Thursday, September 17, 2009

Restitution: Settlement on Emil Nolde Work in Swedish Museum

Restitution: Settlement on Emil Nolde Work in Swedish Museum


The Web magazines ArtKnowledgeNews, ArtDaily.org and other media report that the dispute over ownership of a flower painting by German expressionist Emil Nolde, was been settled in Sweden where the Moderna Museet of Stokholm has agreed to return to Blumengarten (Utenwarf) (Flower Garden (Utenwarf)) to the heirs of Otto Nathan Deutsch, a German Jew who escaped to the Netherlands in the late 1930s.


The painting was stolen by the Nazis 70 years ago from the Deutsch collection, and in 1967 surfaced and was sold to Moderna Museet. Negotiations between the art museum and the heirs - two of whom themselves are Holocaust survivors - began in 2002. The work has now been sold on behalf of the heirs to an unidentified private collector who has agreed to loan it to the Moderna Museet for five years, and then will loan a series of other, undisclosed painting for another five years.

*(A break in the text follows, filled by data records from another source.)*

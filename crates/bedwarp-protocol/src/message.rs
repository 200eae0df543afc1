//! Direction-typed packet sets.
//!
//! The proxy only reacts to a handful of client packets and only ever
//! sends a handful back. [`InboundPacket`] and [`OutboundPacket`] name
//! exactly those, so the connection handler can dispatch with one `match`.

use std::fmt;

use bytes::Bytes;
use tracing::trace;

use crate::packets::{
    self, encode_packet, read_header, Disconnect, Login, NetworkSettings, Packet, PlayStatus,
    RequestNetworkSettings, ResourcePackClientResponse, ResourcePackStack, ResourcePacksInfo,
    SetLocalPlayerAsInitialized, StartGame, Transfer,
};
use crate::ProtocolError;

/// How much of a packet a log summary may show.
#[derive(Debug, Clone, Copy, PartialEq, Eq, Default)]
pub enum Visibility {
    /// Token material and other client secrets are replaced by their size.
    #[default]
    Redacted,
    /// Everything, including login tokens. Only for local debugging.
    Full,
}

/// Packets a client sends that the proxy acts on.
#[derive(Debug, Clone, PartialEq)]
pub enum InboundPacket {
    RequestNetworkSettings(RequestNetworkSettings),
    Login(Login),
    ResourcePackClientResponse(ResourcePackClientResponse),
    SetLocalPlayerAsInitialized(SetLocalPlayerAsInitialized),
    /// Anything else. The body is dropped.
    Unhandled { id: u32 },
}

impl InboundPacket {
    /// Decodes one packet from a batch entry.
    pub fn decode(mut raw: Bytes) -> Result<Self, ProtocolError> {
        let id = read_header(&mut raw)?;
        let packet = match id {
            packets::id::REQUEST_NETWORK_SETTINGS => {
                Self::RequestNetworkSettings(RequestNetworkSettings::decode_body(&mut raw)?)
            }
            packets::id::LOGIN => Self::Login(Login::decode_body(&mut raw)?),
            packets::id::RESOURCE_PACK_CLIENT_RESPONSE => {
                Self::ResourcePackClientResponse(ResourcePackClientResponse::decode_body(&mut raw)?)
            }
            packets::id::SET_LOCAL_PLAYER_AS_INITIALIZED => {
                Self::SetLocalPlayerAsInitialized(SetLocalPlayerAsInitialized::decode_body(&mut raw)?)
            }
            other => {
                trace!(id = other, len = raw.len(), "unhandled inbound packet");
                Self::Unhandled { id: other }
            }
        };
        Ok(packet)
    }

    /// Short name for logs.
    pub fn name(&self) -> &'static str {
        match self {
            Self::RequestNetworkSettings(_) => "RequestNetworkSettings",
            Self::Login(_) => "Login",
            Self::ResourcePackClientResponse(_) => "ResourcePackClientResponse",
            Self::SetLocalPlayerAsInitialized(_) => "SetLocalPlayerAsInitialized",
            Self::Unhandled { .. } => "Unhandled",
        }
    }

    /// A log-friendly rendering of the packet.
    pub fn summary(&self, visibility: Visibility) -> Summary<'_> {
        Summary { packet: self, visibility }
    }
}

/// Display adapter returned by [`InboundPacket::summary`].
pub struct Summary<'a> {
    packet: &'a InboundPacket,
    visibility: Visibility,
}

impl fmt::Display for Summary<'_> {
    fn fmt(&self, f: &mut fmt::Formatter<'_>) -> fmt::Result {
        match (self.packet, self.visibility) {
            (InboundPacket::Login(login), Visibility::Full) => write!(
                f,
                "Login {{ protocol_version: {}, chain_data: {:?}, skin_data: {:?} }}",
                login.protocol_version, login.chain_data, login.skin_data
            ),
            (InboundPacket::Unhandled { id }, _) => write!(f, "Unhandled {{ id: 0x{id:02x} }}"),
            // Login's Debug impl already redacts.
            (packet, _) => write!(f, "{packet:?}"),
        }
    }
}

/// Packets the proxy sends.
#[derive(Debug, Clone, PartialEq)]
pub enum OutboundPacket {
    NetworkSettings(NetworkSettings),
    PlayStatus(PlayStatus),
    Disconnect(Disconnect),
    ResourcePacksInfo(ResourcePacksInfo),
    ResourcePackStack(ResourcePackStack),
    StartGame(StartGame),
    Transfer(Transfer),
}

impl OutboundPacket {
    /// Encodes the packet with its header, ready to be batched.
    pub fn encode(&self) -> Bytes {
        match self {
            Self::NetworkSettings(p) => encode_packet(p),
            Self::PlayStatus(p) => encode_packet(p),
            Self::Disconnect(p) => encode_packet(p),
            Self::ResourcePacksInfo(p) => encode_packet(p),
            Self::ResourcePackStack(p) => encode_packet(p),
            Self::StartGame(p) => encode_packet(p),
            Self::Transfer(p) => encode_packet(p),
        }
    }

    pub fn name(&self) -> &'static str {
        match self {
            Self::NetworkSettings(_) => "NetworkSettings",
            Self::PlayStatus(_) => "PlayStatus",
            Self::Disconnect(_) => "Disconnect",
            Self::ResourcePacksInfo(_) => "ResourcePacksInfo",
            Self::ResourcePackStack(_) => "ResourcePackStack",
            Self::StartGame(_) => "StartGame",
            Self::Transfer(_) => "Transfer",
        }
    }
}

macro_rules! outbound_from {
    ($($ty:ident),* $(,)?) => {
        $(
            impl From<$ty> for OutboundPacket {
                fn from(packet: $ty) -> Self {
                    Self::$ty(packet)
                }
            }
        )*
    };
}

outbound_from!(
    NetworkSettings,
    PlayStatus,
    Disconnect,
    ResourcePacksInfo,
    ResourcePackStack,
    StartGame,
    Transfer,
);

No media reports that I have read have commented on the irony of this situation - that Nolde in his lifetime was known for his expressions of anti-Semitism, or at least of his dislike of leading Jewish luminaries in Berlin and European art world. He had special dislike for Max Lieberman, leader of the Berlin Secession, and Paul Cassirer leading modern art dealer and arbiter of modern taste.

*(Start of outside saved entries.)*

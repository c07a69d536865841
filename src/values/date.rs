//! ISO-8601 dates.
//!
//! ```
//! # use chrono::{DateTime, NaiveDate, Utc};
//! # use serde::{Deserialize, Serialize};
//! #[derive(Serialize, Deserialize)]
//! struct Event {
//!     #[serde(with = "polycodec::values::date")]
//!     at: DateTime<Utc>,
//!     #[serde(with = "polycodec::values::date::naive")]
//!     day: NaiveDate,
//! }
//! ```

use chrono::{DateTime, NaiveDate, NaiveTime, SecondsFormat, TimeZone, Utc};
use serde::de::Error as _;
use serde::{Deserialize, Deserializer, Serializer};

pub fn format(value: &DateTime<Utc>) -> String {
    value.to_rfc3339_opts(SecondsFormat::AutoSi, true)
}

pub fn parse(value: &str) -> Result<DateTime<Utc>, chrono::ParseError> {
    DateTime::parse_from_rfc3339(value).map(|v| v.with_timezone(&Utc))
}

pub fn serialize<S>(value: &DateTime<Utc>, serializer: S) -> Result<S::Ok, S::Error>
where
    S: Serializer,
{
    serializer.serialize_str(&format(value))
}

pub fn deserialize<'de, D>(deserializer: D) -> Result<DateTime<Utc>, D::Error>
where
    D: Deserializer<'de>,
{
    let value = String::deserialize(deserializer)?;
    parse(&value).map_err(|e| D::Error::custom(format!("invalid date `{}`: {}", value, e)))
}

pub mod option {
    use chrono::{DateTime, Utc};
    use serde::{Deserialize, Deserializer, Serializer};

    pub fn serialize<S>(value: &Option<DateTime<Utc>>, serializer: S) -> Result<S::Ok, S::Error>
    where
        S: Serializer,
    {
        match value {
            Some(value) => serializer.serialize_some(&super::format(value)),
            None => serializer.serialize_none(),
        }
    }

    pub fn deserialize<'de, D>(deserializer: D) -> Result<Option<DateTime<Utc>>, D::Error>
    where
        D: Deserializer<'de>,
    {
        #[derive(Deserialize)]
        struct Wrapper(#[serde(with = "super")] DateTime<Utc>);

        Ok(Option::<Wrapper>::deserialize(deserializer)?.map(|w| w.0))
    }
}

/// Calendar dates, written as midnight UTC.
pub mod naive {
    use chrono::NaiveDate;
    use serde::de::Error as _;
    use serde::{Deserialize, Deserializer, Serializer};

    pub fn serialize<S>(value: &NaiveDate, serializer: S) -> Result<S::Ok, S::Error>
    where
        S: Serializer,
    {
        serializer.serialize_str(&super::format(&super::midnight(*value)))
    }

    pub fn deserialize<'de, D>(deserializer: D) -> Result<NaiveDate, D::Error>
    where
        D: Deserializer<'de>,
    {
        let value = String::deserialize(deserializer)?;
        super::parse(&value)
            .map(|v| v.date_naive())
            .or_else(|_| value.parse::<NaiveDate>())
            .map_err(|e| D::Error::custom(format!("invalid date `{}`: {}", value, e)))
    }
}

fn midnight(date: NaiveDate) -> DateTime<Utc> {
    Utc.from_utc_datetime(&date.and_time(NaiveTime::default()))
}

The ownership dispute was settled under the principles of the 1998 Washington Conference Principles, guidelines adopted by 44 countries that outline, among other things, procedures for dealing with art restitution claims. In June, the Jewish Claims Conference, listed Sweden with countries “that do not appear to have made significant progress.” The Claims Conference estimates that the Nazis stole around 650,000 works of art of all types.


The Deutsch heirs continue to search for other artworks which were lost during the Nazi period. A list can be found at the German Government website www.lostart.de.

1 comment:

  1. I had been following the Swedish case very closely over the last few years and find the results both gratifying and troubling. The public response has largely been "why should those greedy Jewish children, who weren't even born in 1939, profit from Swedish decency? Sweden should give the painting back when the Jew Madoff gives his millions back and when Gaza is rebuilt by the Israelis".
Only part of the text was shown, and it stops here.